In this study, adult human ileum-derived organoids were used as a demonstration of the SPACECAT spatial omics technology. Organoids were cultured and passaged every 6-8 days in Matrigel domes with established media conditions meant to recapitulate the broad diversity of in vivo epithelial cell types (Fujii, M., et al., Cell Stem Cell. 2018). Organoid culture media contained recombinant Noggin, Rspondin-3, FGF2, IGF1, afamin-Wnt3A, in addition to Gastrin and TGF-b inhibitor A83-01 with and without recombinant EGF (E/NR3+F2I1Gi+Af-W3+A83). In the SPACECAT protocol, organoids were stained with photocaged fluorescent dyes (i.e., non-fluorescent due to the photocaging NVOC group). We targeted organoid crypts with spatially-controlled 405 nm illumination to uncage the dye and fluorescently stain specific cells. Organoids were then dissociated and sorted via flow cytometry to enrich for dye-positive cells and compare them to the rest of the organoid as well as a larger reference dataset.

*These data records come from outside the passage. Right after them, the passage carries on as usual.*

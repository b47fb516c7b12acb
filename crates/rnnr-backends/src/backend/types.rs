//! Handles and launch geometry shared by every backend

use std::fmt;

use crate::error::{BackendError, Result};

/// Handle to a device buffer
///
/// Buffers are opaque handles issued by the backend that allocated them.
#[derive(Debug, Clone, Copy, PartialEq, Eq, Hash, PartialOrd, Ord)]
pub struct BufferHandle(pub u64);

impl BufferHandle {
    pub const fn new(id: u64) -> Self {
        BufferHandle(id)
    }

    pub const fn id(self) -> u64 {
        self.0
    }
}

impl fmt::Display for BufferHandle {
    fn fmt(&self, f: &mut fmt::Formatter<'_>) -> fmt::Result {
        write!(f, "buf{}", self.0)
    }
}

/// Handle to a compiled kernel entry point
#[derive(Debug, Clone, Copy, PartialEq, Eq, Hash, PartialOrd, Ord)]
pub struct KernelHandle(pub u64);

impl KernelHandle {
    pub const fn new(id: u64) -> Self {
        KernelHandle(id)
    }

    pub const fn id(self) -> u64 {
        self.0
    }
}

impl fmt::Display for KernelHandle {
    fn fmt(&self, f: &mut fmt::Formatter<'_>) -> fmt::Result {
        write!(f, "kernel{}", self.0)
    }
}

/// Three-dimensional extent of an index space
#[derive(Debug, Clone, Copy, PartialEq, Eq, Hash)]
pub struct WorkSize {
    pub x: u64,
    pub y: u64,
    pub z: u64,
}

impl WorkSize {
    pub const fn new(x: u64, y: u64, z: u64) -> Self {
        Self { x, y, z }
    }

    /// 1D extent
    pub const fn linear(x: u64) -> Self {
        Self { x, y: 1, z: 1 }
    }

    /// Build from up to three dimensions, padding missing trailing ones with 1.
    ///
    /// Returns `None` for more than three dimensions.
    pub fn from_dims(dims: &[u64]) -> Option<Self> {
        if dims.len() > 3 {
            return None;
        }
        let dim = |i: usize| dims.get(i).copied().unwrap_or(1);
        Some(Self::new(dim(0), dim(1), dim(2)))
    }

    pub const fn as_array(&self) -> [u64; 3] {
        [self.x, self.y, self.z]
    }

    /// Total number of items, saturating on overflow.
    pub const fn total(&self) -> u64 {
        self.x.saturating_mul(self.y).saturating_mul(self.z)
    }
}

impl Default for WorkSize {
    fn default() -> Self {
        Self { x: 1, y: 1, z: 1 }
    }
}

impl fmt::Display for WorkSize {
    fn fmt(&self, f: &mut fmt::Formatter<'_>) -> fmt::Result {
        write!(f, "({}, {}, {})", self.x, self.y, self.z)
    }
}

/// Launch geometry for one kernel dispatch
///
/// `global` counts work items, not work groups. Each dimension of `local`
/// must evenly divide the matching dimension of `global`.
#[derive(Debug, Clone, Copy, PartialEq, Eq, Default)]
pub struct LaunchConfig {
    /// Total work items per dimension
    pub global: WorkSize,
    /// Work items per group per dimension
    pub local: WorkSize,
}

impl LaunchConfig {
    pub const fn new(global: WorkSize, local: WorkSize) -> Self {
        Self { global, local }
    }

    /// 1D launch of `items` work items in groups of `group_size`.
    pub const fn linear(items: u64, group_size: u64) -> Self {
        Self {
            global: WorkSize::linear(items),
            local: WorkSize::linear(group_size),
        }
    }

    /// Check that every local dimension is non-zero and divides its global dimension.
    pub fn validate(&self) -> Result<()> {
        let global = self.global.as_array();
        let local = self.local.as_array();
        for dim in 0..3 {
            if local[dim] == 0 || global[dim] % local[dim] != 0 {
                return Err(BackendError::InvalidWorkSize {
                    dim,
                    global: global[dim],
                    local: local[dim],
                });
            }
        }
        Ok(())
    }

    /// Number of work groups per dimension. Only meaningful after [`Self::validate`].
    pub fn groups(&self) -> WorkSize {
        WorkSize::new(
            self.global.x / self.local.x.max(1),
            self.global.y / self.local.y.max(1),
            self.global.z / self.local.z.max(1),
        )
    }

    pub const fn total_work_items(&self) -> u64 {
        self.global.total()
    }
}

impl fmt::Display for LaunchConfig {
    fn fmt(&self, f: &mut fmt::Formatter<'_>) -> fmt::Result {
        write!(f, "global={}, local={}", self.global, self.local)
    }
}

/// Coordinates of a single work item inside a launch
#[derive(Debug, Clone, Copy, PartialEq, Eq)]
pub struct WorkItem {
    pub group: [u64; 3],
    pub local: [u64; 3],
    pub local_size: [u64; 3],
}

impl WorkItem {
    pub const fn new(group: [u64; 3], local: [u64; 3], local_size: [u64; 3]) -> Self {
        Self {
            group,
            local,
            local_size,
        }
    }

    /// Index of this item across the whole launch in `dim` (`get_global_id`).
    ///
    /// Dimensions above 2 report 0, like OpenCL does.
    #[inline]
    pub fn global_id(&self, dim: usize) -> usize {
        if dim > 2 {
            return 0;
        }
        (self.group[dim] * self.local_size[dim] + self.local[dim]) as usize
    }

    #[inline]
    pub fn local_id(&self, dim: usize) -> usize {
        self.local.get(dim).copied().unwrap_or(0) as usize
    }

    #[inline]
    pub fn group_id(&self, dim: usize) -> usize {
        self.group.get(dim).copied().unwrap_or(0) as usize
    }
}
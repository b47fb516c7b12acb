//! Backend trait for kernel dispatch
//!
//! Every accelerator implements this trait once; the execution engine is
//! written against it and never learns which device it is talking to.

use super::types::{BufferHandle, KernelHandle, LaunchConfig};
use crate::error::Result;

/// Capability set an accelerator must provide
///
/// The calls are sequenced and stateful:
///
/// ```text
/// setup ──► create_buffer / create_kernel ──► write_buffer ──► run_kernel* ──► read_buffer
/// ```
///
/// # Lifecycle
///
/// [`Backend::setup`] must be called exactly once before anything else. It
/// discovers the device and creates the execution context and command queue.
/// Every other method returns [`crate::BackendError::NotInitialized`] until
/// it has succeeded.
///
/// # Blocking
///
/// Transfers block until the copy has completed. [`Backend::run_kernel`]
/// blocks until the device has accepted the launch; because the queue is
/// in-order, a later [`Backend::read_buffer`] observes its results.
///
/// # Usage
///
/// ```rust
/// use rnnr_backends::{Backend, HostBackend, LaunchConfig};
///
/// # fn main() -> Result<(), Box<dyn std::error::Error>> {
/// let mut backend = HostBackend::new().with_kernel("double", |item, args| {
///     let i = item.global_id(0);
///     let value = args.arg(1)[i] * 2.0;
///     args.arg_mut(0)[i] = value;
/// });
/// backend.setup()?;
///
/// let src = backend.create_buffer(16, false)?;
/// let dst = backend.create_buffer(16, true)?;
/// let kernel = backend.create_kernel("double", "__kernel void double(...)")?;
///
/// backend.write_buffer(src, &[1.0, 2.0, 3.0, 4.0])?;
/// backend.run_kernel(kernel, &LaunchConfig::linear(4, 1), &[dst, src])?;
///
/// let mut out = [0.0f32; 4];
/// backend.read_buffer(dst, &mut out)?;
/// assert_eq!(out, [2.0, 4.0, 6.0, 8.0]);
/// # Ok(())
/// # }
/// ```
pub trait Backend {
    /// Short identifier used in logs (`host`, `opencl`, `metal`)
    fn name(&self) -> &'static str;

    /// Discover a device and create its context and command queue
    ///
    /// # Errors
    ///
    /// `NoPlatform`, `NoDevice`, `ContextCreationFailed` or
    /// `QueueCreationFailed` depending on which step failed.
    fn setup(&mut self) -> Result<()>;

    // ============================================================================================
    // Kernels
    // ============================================================================================

    /// Compile `source` and resolve the entry point `name`
    ///
    /// # Errors
    ///
    /// `CompileError` carrying the compiler diagnostic (build log) when the
    /// source does not build or does not export `name`.
    fn create_kernel(&mut self, name: &str, source: &str) -> Result<KernelHandle>;

    // ============================================================================================
    // Buffers
    // ============================================================================================

    /// Allocate exactly `byte_size` bytes of device memory
    ///
    /// `writable = false` marks a buffer the host fills and kernels only
    /// read; `writable = true` marks one kernels write into. The flag only
    /// selects allocator access modes and is not enforced.
    fn create_buffer(&mut self, byte_size: usize, writable: bool) -> Result<BufferHandle>;

    /// Blocking host-to-device copy into the start of `buffer`
    ///
    /// # Errors
    ///
    /// `TransferFailed` when `data` is larger than the buffer; nothing is
    /// written in that case.
    fn write_buffer(&mut self, buffer: BufferHandle, data: &[f32]) -> Result<()>;

    /// Blocking device-to-host copy of `out.len()` values from the start of `buffer`
    fn read_buffer(&mut self, buffer: BufferHandle, out: &mut [f32]) -> Result<()>;

    /// Allocated size of `buffer` in bytes
    fn buffer_size(&self, buffer: BufferHandle) -> Result<usize>;

    // ============================================================================================
    // Dispatch
    // ============================================================================================

    /// Bind `args` positionally and enqueue `kernel` over `launch`
    ///
    /// # Errors
    ///
    /// - `ArgBindingFailed` when an argument cannot be bound
    /// - `DispatchFailed` when the launch is rejected, including any
    ///   dimension whose local size does not divide the global size
    fn run_kernel(&mut self, kernel: KernelHandle, launch: &LaunchConfig, args: &[BufferHandle]) -> Result<()>;

    /// Downcast support for backend-specific inspection
    fn as_any(&self) -> &dyn std::any::Any;

    fn as_any_mut(&mut self) -> &mut dyn std::any::Any;
}
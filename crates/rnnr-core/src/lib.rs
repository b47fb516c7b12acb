//! Kernel-dispatch inference runtime
//!
//! An exporter turns a network into two artifacts: a JSON program that lists
//! buffers, kernel sources and launch statements, and a safetensors weight
//! container. This crate loads both and replays the program on a backend.
//!
//! - [`weights`]: safetensors parsing with cached f32 decoding
//! - [`program`]: program description parsing and reference checks
//! - [`model`]: the [`Model`] engine that provisions and runs a program
//! - [`config`]: artifact paths and backend selection
//!
//! # Usage
//!
//! ```rust
//! use rnnr_backends::HostBackend;
//! use rnnr_core::{Model, Program, WeightStore, WeightWriter};
//!
//! # fn main() -> rnnr_core::Result<()> {
//! let program = Program::from_json(br#"{
//!     "backend": "GPU",
//!     "input_size": 2,
//!     "output_size": 2,
//!     "functions": {"add": "__kernel void add(...)"},
//!     "statements": [{"kernel": "add", "args": ["outputs", "input", "bias"], "global_size": [2], "local_size": [1]}],
//!     "buffers": {"bias": {"size": 2, "dtype": "float", "id": "bias"}}
//! }"#)?;
//! let weights = WeightStore::from_bytes(WeightWriter::new().add_f32("bias", &[2], &[10.0, 20.0]).to_bytes()?)?;
//!
//! let backend = HostBackend::new().with_kernel("add", |item, args| {
//!     let i = item.global_id(0);
//!     let sum = args.arg(1)[i] + args.arg(2)[i];
//!     args.arg_mut(0)[i] = sum;
//! });
//!
//! let mut model = Model::new(Box::new(backend), program);
//! model.setup(&weights)?;
//! assert_eq!(model.run(&[1.0, 2.0])?, vec![11.0, 22.0]);
//! # Ok(())
//! # }
//! ```

pub mod config;
pub mod error;
pub mod model;
pub mod program;
pub mod weights;

pub use config::RuntimeConfig;
pub use error::{Error, Result};
pub use model::{normalize_launch, Model, ModelState};
pub use program::{BufferDescriptor, Program, Statement, SUPPORTED_BACKEND_TAG};
pub use weights::{DType, TensorRecord, WeightStore, WeightWriter};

Single cell RNA-seq was performed via Seq-Well S^3 on photoactivated samples, non-photoactivated control samples, and reference samples for increased sample size. Analysis was performed in Seurat and manually annotated based on marker gene expression.

Samples from this study were collected in collaboration with Vanessa Mitsialis, MD and Scott Snapper, MD PhD, Boston Children’s Hospital.